Every time I go to the grocery store & they have that stuff on sale like a buy-one-get-one I buy them out of it.

I saw that cloth at JoAnns & thought it was a ridiculous price too. They had some costumes that were ridiculously priced too, some were $50 for a costume that looks like it should cost $20 or less. Just crazy stuff.

Does this price apply for in store as well? Doesn't matter I suppose, it's free shipping with that code & THANKS for the code!! Otherwise the shipping would've been as much as the order!!

Just ordered 20 yards for $7!!YAY!! Even if I don't use it this year, I'll use it at some point & for $7 you can't afford NOT to buy it!


----------



## DawnDead

This is so awesome! I just ordered a ton! haha Did I ever mention how much I love this forum?


----------



## FutureFiyero

dawndead said:


> this is so awesome! I just ordered a ton! Haha did i ever mention how much i love this forum? :d


Glad you found it then, eh? haha


----------



## kittyvibe

I thank greaseballs80 for the code I got when I ordered mine.
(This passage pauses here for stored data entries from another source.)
/*
 * This file is part of SimpleChamber.
 *
 * Copyright (C) 2025 SimpleChamber contributors
 *
 * SimpleChamber is free software: you can redistribute it and/or modify
 * it under the terms of the GNU General Public License as published by
 * the Free Software Foundation, either version 3 of the License, or
 * (at your option) any later version.
 *
 * SimpleChamber is distributed in the hope that it will be useful,
 * but WITHOUT ANY WARRANTY; without even the implied warranty of
 * MERCHANTABILITY or FITNESS FOR A PARTICULAR PURPOSE. See the
 * GNU General Public License for more details.
 *
 * You should have received a copy of the GNU General Public License
 * along with SimpleChamber. If not, see <https://www.gnu.org/licenses/>.
 */

//! Chamber Control Loop
//!
//! Every tick reads the sensor, filters the reading, steps the PI
//! controller and applies the resulting duty cycle.
//!
//! # Fault handling
//! - **Per-tick isolation**: a failed tick is logged and the next one runs
//! - **Log suppression**: repeated failures are logged on the first
//!   occurrence and then every `ERROR_LOG_EVERY` ticks
//! - **Serialized reconfiguration**: reloads run on the loop task between
//!   ticks and hold the session lock while hardware is swapped

use std::sync::Arc;

use tokio::sync::{mpsc, Mutex, OwnedMutexGuard};
use tokio::task::JoinHandle;
use tokio::time::{self, MissedTickBehavior};
use tracing::{debug, error, info, warn};

use sc_core::constants::control::KICK_DUTY_PCT;
use sc_core::constants::timing::{ERROR_LOG_EVERY, KICK_HOLD, TICK_PERIOD};
use sc_core::{
    filter, validate_config, ChamberConfig, ChamberError, ControllerState, DutyPlan, FanController,
    Hardware, Result, SensorError,
};

use crate::session::HardwareSession;
use crate::telemetry::{self, ChamberStatus, StatusBoard, TemperatureMap};

const COMMAND_QUEUE: usize = 8;

#[derive(Debug)]
pub enum Command {
    Reconfigure(ChamberConfig),
    Shutdown,
}

pub struct Chamber {
    session: Arc<Mutex<HardwareSession>>,
    controller: FanController,
    state: ControllerState,
    status: Arc<StatusBoard>,
    consecutive_errors: u32,
}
I posted about this deal over a week ago here- http://www.halloweenforum.com/general-halloween/89730-what-did-you-find-buy-today-45.html

but didnt make a thread, its such a good deal it should have its own thread  Thanks FutureFiyero. 
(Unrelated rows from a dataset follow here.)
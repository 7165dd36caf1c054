//! Physical header pin translation
//!
//! Configuration names the fan by its position on the 40-pin connector.
//! The GPIO layer may address lines either by that position (`Board`) or by
//! the SoC's native numbering (`Bcm`).

use serde::{Deserialize, Serialize};

use crate::error::{ChamberError, Result};

/// Numbering scheme used by the GPIO layer
#[derive(Debug, Copy, Clone, PartialEq, Eq, Serialize, Deserialize)]
#[serde(rename_all = "lowercase")]
pub enum GpioMode {
    Board,
    Bcm,
}

/// Header position (1-indexed) to BCM line, -1 for power, ground and ID pins
#[rustfmt::skip]
const BCM_MAP: [i32; 40] = [
    -1, -1, 2, -1, 3, -1, 4, -1, -1, -1,
    17, 18, 27, -1, 22, 23, -1, 24, 10, -1,
    9, 25, 11, 8, -1, 7, -1, -1, 5, -1,
    6, 12, 13, -1, 19, 16, 26, 20, -1, 21,
];

/// Translate a header position into the numbering of `mode`.
///
/// Returns -1 when the position is outside 1..=40 or is not a GPIO line.
pub fn map_pin(board_pin: i32, mode: GpioMode) -> i32 {
    match mode {
        GpioMode::Board => board_pin,
        GpioMode::Bcm => {
            if (1..=40).contains(&board_pin) {
                BCM_MAP[(board_pin - 1) as usize]
            } else {
                -1
            }
        }
    }
}

/// Like [`map_pin`] but rejects unusable positions
pub fn resolve_pin(board_pin: i32, mode: GpioMode) -> Result<u8> {
    let line = map_pin(board_pin, mode);
    if line < 0 {
        return Err(ChamberError::invalid_pin(
            board_pin,
            "not a GPIO position on the 40-pin header",
        ));
    }
    u8::try_from(line).map_err(|_| ChamberError::invalid_pin(board_pin, "line number out of range"))
}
I got some other nice fabric too while there and I wished to buy more of an Egyptian style print but was only able to buy one yard, it was sold out afterwards! I also got a yard of some really nice eyeball fabric, I havent seen anything like it before or since and wish I bought more.


----------



## zombygurl

*thanks*

thanks for the great info, I just ordered 30 yards myself. You guys are great!!!


----------



## SimplyJenn

YEA! I just ordered 60 yards. Thank you so much, FutureFi! That is so awesome!


----------



## ter_ran

They are having a huge labor day sale so I would pick up as much as you can with free shipping! They offer free shipping for orders over $60 as well! Good luck with all your projects everyone!


----------



## Druidess

20 yards...theyre going to run out lol. Thanks so much for the heads up!!


----------



## FutureFiyero

SimplyJenn said:


> YEA! I just ordered 60 yards. Thank you so much, FutureFi! That is so awesome!


No problem!


----------



## samseide

I went into hancock fabrics and they are honoring the price on their website at the brick and mortar stores as well. I got 10 yards of black fabric and 10 yards of cheesecloth and was out of there for under 15 dollars. Awesome!


----------



## bl00d

awesome thx for the info! ordered 50 yds of the stuff going to dye some black w/ ritedye(can be found in the laundry section at your grocery store).


----------



## hauntfordad

yay just ordered 15 yards


----------



## skullnbones

my question is...How much is enough?! 20, 30 yards? more is better right?


----------



## Druidess

of course...dye it black, make it glow with fabric softener, bloody it up...what will you not use it for? lol. I wonder how much they have left to sell at that price...maybe i should order some more...


----------



## skullnbones

hmmm seems to be out of stock......someone said they went to a store and they honored the price...lets hope thats true =)


----------



## Druidess

oops...hope i didnt jinx it...sorry skullnbones


----------



## skullnbones

Druidess said:


> oops...hope i didnt jinx it...sorry skullnbones


druidess thank you for the ideas! my heart was beating so fast and then kurplunk. oh well i will have to try the store.


----------



## twsted21

still sold out hopefully they will have some more soon.


----------



## samseide

I said that I went to the store with a printout of the price and SKU of the cheesecloth and they honored the price in the store. They don't have the cheesecloth out with the other fabrics, it's in boxes near the zippers and stuff like that.


----------



## [email protected]

Great Deal, I ordered 75 yards. Didnt take advantage of the free shipping, but still a great deal. I will dye some black, green and grey. Thanks for the heads up on this killer deal.


----------



## Junit

I tried to order but it said out of stock... Anyone know of another store with the same/similar price?


----------



## skullnbones

samseide said:


> I said that I went to the store with a printout of the price and SKU of the cheesecloth and they honored the price in the store. They don't have the cheesecloth out with the other fabrics, it's in boxes near the zippers and stuff like that.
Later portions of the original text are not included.